Selon certains à l’extrême droite, le principe de «régulation carcérale» conduirait à la libération de 20 % des prisonniers en cas de victoire de l’union de la gauche le 7 juin. Un principe mal compris et un chiffre sorti de nulle part.
C’est l’élément de langage qui monte du côté du RN. Sur les plateaux ou sur les réseaux, les représentants de l’extrême droite l’assurent : en cas de victoire du Nouveau Front populaire, des milliers de détenus seraient immédiatement libérés. Ce bruit de fond ne date pas d’hier. Au micro d’Europe 1, Alexandre Avril, maire LR-RN de Salbris déclarait ainsi son angoisse à Cyril Hanouna, dans son émission du 19 juin : «Je n’ai pas dormi de la nuit après avoir lu le programme du Nouveau Front populaire.» Et de s’alarmer : «20 % des détenus peuvent être libérés dans les prochaines semaines, avec ce que le programme appelle la régulation carcérale.»
Ce chiffre de 20 % repose sur l’analyse du juriste Pierre-Marie Sève, directeur du think tank Institut pour la justice, classé très à droite. Dans une publication sur Twitter visionnée 350 000 fois et relayé par le blog d’extrême droite Fdesouche, le juriste affirme que le Nouveau Front populaire souhaite appliquer «la régulation carcérale». Selon lui, il s’agit du principe selon lequel «si un juge veut mettre un délinquant en prison, il doit en faire sortir un autre».
Du fait de ce principe, il affirme que «20 % des détenus de France seraient libérés en quelques semaines». On peut deviner le calcul. Avec une population carcérale de 76 766 personnes détenues au 1er mars 2024, on parviendrait à 15 353 prisonniers qui devraient être libérés, si 20 % d’entre eux devaient l’être selon le raisonnement du juriste. Chiffre qu’il arrondit à 16 000 prisonniers dans la suite de son fil Twitter.

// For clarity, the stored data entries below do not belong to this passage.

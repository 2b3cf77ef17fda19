//! Class name scoping: prefixes, ignore and include patterns.

use crate::schema::{is_system_class_name, ClassSchema};
use std::collections::HashSet;

/// Stands in for the prefix inside `targetClass` values of pulled schemas.
pub const PREFIX_PLACEHOLDER: &str = "{{PREFIX}}";

/// A class name pattern. `Temp*` matches by prefix, `*Log` by suffix, anything else exactly.
#[derive(Debug, Clone, PartialEq, Eq)]
pub enum Pattern {
    Exact(String),
    Prefix(String),
    Suffix(String),
}

impl Pattern {
    pub fn parse(pattern: &str) -> Self {
        if let Some(prefix) = pattern.strip_suffix('*') {
            Pattern::Prefix(prefix.to_string())
        } else if let Some(suffix) = pattern.strip_prefix('*') {
            Pattern::Suffix(suffix.to_string())
        } else {
            Pattern::Exact(pattern.to_string())
        }
    }

    pub fn matches(&self, class_name: &str) -> bool {
        match self {
            Pattern::Exact(name) => class_name == name,
            Pattern::Prefix(prefix) => class_name.starts_with(prefix.as_str()),
            Pattern::Suffix(suffix) => class_name.ends_with(suffix.as_str()),
        }
    }
}

/// Selects which classes of a schema list an operation works on.
///
/// Applied in a fixed order: prefix scoping, then `include` additions, then `ignore`
/// removals, so `ignore` always has the last word.
#[derive(Debug, Clone, Default)]
pub struct NameFilter {
    pub prefix: Option<String>,
    pub ignore: Vec<Pattern>,
    pub include: Vec<Pattern>,
}

impl NameFilter {
    pub fn new() -> Self {
        Self::default()
    }

    /// Empty prefixes are treated as no prefix.
    pub fn prefix(mut self, prefix: Option<&str>) -> Self {
        self.prefix = prefix.filter(|p| !p.is_empty()).map(str::to_string);
        self
    }

    pub fn ignore<S: AsRef<str>>(mut self, patterns: &[S]) -> Self {
        self.ignore
            .extend(patterns.iter().map(|p| Pattern::parse(p.as_ref())));
        self
    }

    pub fn include<S: AsRef<str>>(mut self, patterns: &[S]) -> Self {
        self.include
            .extend(patterns.iter().map(|p| Pattern::parse(p.as_ref())));
        self
    }

    /// A class named exactly like the prefix is out of scope: it has no unprefixed name.
    pub fn in_prefix_scope(&self, class_name: &str) -> bool {
        match &self.prefix {
            Some(prefix) => {
                (class_name.len() > prefix.len() && class_name.starts_with(prefix.as_str()))
                    || is_system_class_name(class_name)
            }
            None => true,
        }
    }

    pub fn is_ignored(&self, class_name: &str) -> bool {
        self.ignore.iter().any(|p| p.matches(class_name))
    }

    pub fn is_included(&self, class_name: &str) -> bool {
        self.include.iter().any(|p| p.matches(class_name))
    }

    /// Whether a single class name survives the filter.
    pub fn accepts(&self, class_name: &str) -> bool {
        (self.in_prefix_scope(class_name) || self.is_included(class_name))
            && !self.is_ignored(class_name)
    }

    /// Filters `schemas`, which is taken as the full candidate list. Order is preserved.
    pub fn apply(&self, schemas: Vec<ClassSchema>) -> Vec<ClassSchema> {
        let scoped: HashSet<String> = schemas
            .iter()
            .filter(|s| self.in_prefix_scope(&s.class_name))
            .map(|s| s.class_name.clone())
            .collect();

        schemas
            .into_iter()
            .filter(|s| scoped.contains(&s.class_name) || self.is_included(&s.class_name))
            .filter(|s| !self.is_ignored(&s.class_name))
            .collect()
    }
}

/// Pull direction: removes `prefix` from class names and turns prefixed relational targets
/// into `{{PREFIX}}Name` so they can be re-prefixed on push.
///
/// A class named exactly `prefix` has no local name and is skipped with a warning.
pub fn strip_prefix(schemas: Vec<ClassSchema>, prefix: &str) -> Vec<ClassSchema> {
    if prefix.is_empty() {
        return schemas;
    }

    schemas
        .into_iter()
        .filter(|schema| {
            if schema.class_name == prefix {
                log::warn!(
                    "Skipping class {}: nothing is left once the prefix is removed",
                    schema.class_name
                );
                return false;
            }
            true
        })
        .map(|mut schema| {
            if let Some(stripped) = schema.class_name.strip_prefix(prefix) {
                schema.class_name = stripped.to_string();
            }
            for spec in schema.fields.values_mut() {
                if !spec.field_type.is_relational() {
                    continue;
                }
                if let Some(target) = spec.target_class.as_mut() {
                    if let Some(rest) = target.strip_prefix(prefix).filter(|r| !r.is_empty()) {
                        *target = format!("{}{}", PREFIX_PLACEHOLDER, rest);
                    }
                }
            }
            schema
        })
        .collect()
}

/// Push direction: prepends `prefix` to every non-system class name and resolves the
/// `{{PREFIX}}` placeholder in relational targets.
pub fn apply_prefix(schemas: Vec<ClassSchema>, prefix: &str) -> Vec<ClassSchema> {
    schemas
        .into_iter()
        .map(|mut schema| {
            if !prefix.is_empty() && !schema.is_system_class() {
                schema.class_name = format!("{}{}", prefix, schema.class_name);
            }
            for spec in schema.fields.values_mut() {
                if let Some(target) = spec.target_class.as_mut() {
                    if let Some(rest) = target.strip_prefix(PREFIX_PLACEHOLDER) {
                        *target = format!("{}{}", prefix, rest);
                    }
                }
            }
            schema
        })
        .collect()
}

/// Relational targets that name another local, non-system class without the placeholder.
///
/// Once the prefix is applied such a field still points at the unprefixed name, which is
/// not the class being pushed. Returns one message per offending field.
pub fn unprefixed_references(schemas: &[ClassSchema]) -> Vec<String> {
    let local_names: HashSet<&str> = schemas
        .iter()
        .filter(|s| !s.is_system_class())
        .map(|s| s.class_name.as_str())
        .collect();

    let mut warnings = Vec::new();
    for schema in schemas {
        for (field, spec) in &schema.fields {
            if let Some(target) = spec.target_class.as_deref() {
                if local_names.contains(target) {
                    warnings.push(format!(
                        "{}.{} targets '{}' without the {} placeholder; it will not be prefixed",
                        schema.class_name, field, target, PREFIX_PLACEHOLDER
                    ));
                }
            }
        }
    }
    warnings
}
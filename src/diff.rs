//! Field and permission level comparison of a local class against its remote counterpart.

use crate::schema::{ClassSchema, FieldChange, SchemaUpdate};
use std::collections::BTreeMap;

/// Changes needed to turn a remote class into its local definition.
///
/// A field whose definition changed appears in both `fields_to_delete` and
/// `fields_to_create`: the schema API cannot alter a field in place.
#[derive(Debug, Clone, PartialEq, Default)]
pub struct ClassPatch {
    pub class_name: String,
    pub fields_to_create: Vec<String>,
    pub fields_to_delete: Vec<String>,
    pub permissions_changed: bool,
}

/// Where a class stands between the local and the remote schema.
#[derive(Debug, Clone, PartialEq)]
pub enum ClassState {
    Unchanged,
    NeedsUpdate(ClassPatch),
    NeedsCreate,
    NeedsDelete,
}

/// Compares two normalized schemas of the same class.
///
/// Returns `None` when fields and class level permissions are structurally equal.
pub fn diff_class(local: &ClassSchema, remote: &ClassSchema) -> Option<ClassPatch> {
    if local.same_definition(remote) {
        return None;
    }

    let mut patch = ClassPatch {
        class_name: local.class_name.clone(),
        permissions_changed: local.class_level_permissions != remote.class_level_permissions,
        ..ClassPatch::default()
    };

    for (name, spec) in &local.fields {
        match remote.fields.get(name) {
            None => patch.fields_to_create.push(name.clone()),
            Some(remote_spec) if remote_spec != spec => {
                patch.fields_to_delete.push(name.clone());
                patch.fields_to_create.push(name.clone());
            }
            Some(_) => {}
        }
    }

    for name in remote.fields.keys() {
        if !local.fields.contains_key(name) {
            patch.fields_to_delete.push(name.clone());
        }
    }
    patch.fields_to_delete.sort();

    Some(patch)
}

/// Classifies a class from its presence on either side.
pub fn class_state(local: Option<&ClassSchema>, remote: Option<&ClassSchema>) -> ClassState {
    match (local, remote) {
        (Some(local), Some(remote)) => match diff_class(local, remote) {
            Some(patch) => ClassState::NeedsUpdate(patch),
            None => ClassState::Unchanged,
        },
        (Some(_), None) => ClassState::NeedsCreate,
        (None, Some(_)) => ClassState::NeedsDelete,
        (None, None) => ClassState::Unchanged,
    }
}

impl ClassPatch {
    /// Fields scheduled for delete-then-recreate.
    pub fn replaced_fields(&self) -> impl Iterator<Item = &String> {
        self.fields_to_create
            .iter()
            .filter(move |f| self.fields_to_delete.contains(f))
    }

    /// Drops every field deletion from the patch.
    ///
    /// Fields that needed delete-then-recreate are dropped from the create list as well,
    /// since creating a field that still exists would be rejected. Returns one warning per
    /// skipped deletion and per field that can no longer be updated.
    pub fn suppress_deletions(&mut self) -> Vec<String> {
        if self.fields_to_delete.is_empty() {
            return Vec::new();
        }

        let blocked: Vec<String> = self.replaced_fields().cloned().collect();
        let mut warnings = vec![format!(
            "Skip deleting fields of {}: {}",
            self.class_name,
            self.fields_to_delete.join(", ")
        )];
        for field in &blocked {
            warnings.push(format!("Can't update field: {}.{}", self.class_name, field));
        }

        self.fields_to_create.retain(|f| !blocked.contains(f));
        self.fields_to_delete.clear();
        warnings
    }

    /// First sub-request: the deletions together with the local permissions.
    pub fn deletion_request(&self, local: &ClassSchema) -> Option<SchemaUpdate> {
        if self.fields_to_delete.is_empty() && !self.permissions_changed {
            return None;
        }
        let fields = self
            .fields_to_delete
            .iter()
            .map(|name| (name.clone(), FieldChange::Delete))
            .collect();
        Some(self.update(local, fields))
    }

    /// Second sub-request: the (re)created fields together with the local permissions.
    pub fn creation_request(&self, local: &ClassSchema) -> Option<SchemaUpdate> {
        if self.fields_to_create.is_empty() && !self.permissions_changed {
            return None;
        }
        let fields = self
            .fields_to_create
            .iter()
            .filter_map(|name| {
                local
                    .fields
                    .get(name)
                    .map(|spec| (name.clone(), FieldChange::Set(spec.clone())))
            })
            .collect();
        Some(self.update(local, fields))
    }

    fn update(&self, local: &ClassSchema, fields: BTreeMap<String, FieldChange>) -> SchemaUpdate {
        SchemaUpdate {
            class_name: self.class_name.clone(),
            fields,
            class_level_permissions: local.class_level_permissions.clone(),
        }
    }
}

Mais ce chiffre n’apparaît nulle part dans le programme du Nouveau Front populaire, pas plus que le principe de la «régulation carcérale».
Des peines alternatives à la prison
Dans le chapitre dédié à la «Sûreté, Sécurité et Justice», le programme du Nouveau Front populaire prévoit plus largement «d’agir contre la surpopulation carcérale, d’assurer des conditions dignes de détention et de donner les moyens à l’administration pénitentiaire et judiciaire de réaliser sa mission en toute sécurité». Aucune mention non plus de la régulation carcérale dans le programme de la Nupes en 2022.
«Je ne sais pas d’où sort ce chiffre», s’étonne auprès de CheckNews Aminata Niakate, porte-parole d’Europe Ecologie-les Verts (EELV). «Il ne s’agit pas de libérer des détenus de manière fantasmée mais plutôt de proposer, en amont de la détention, des peines alternatives à la prison et pendant la détention, des aménagements pour les personnes prêtes à être réinsérées», explique-t-elle.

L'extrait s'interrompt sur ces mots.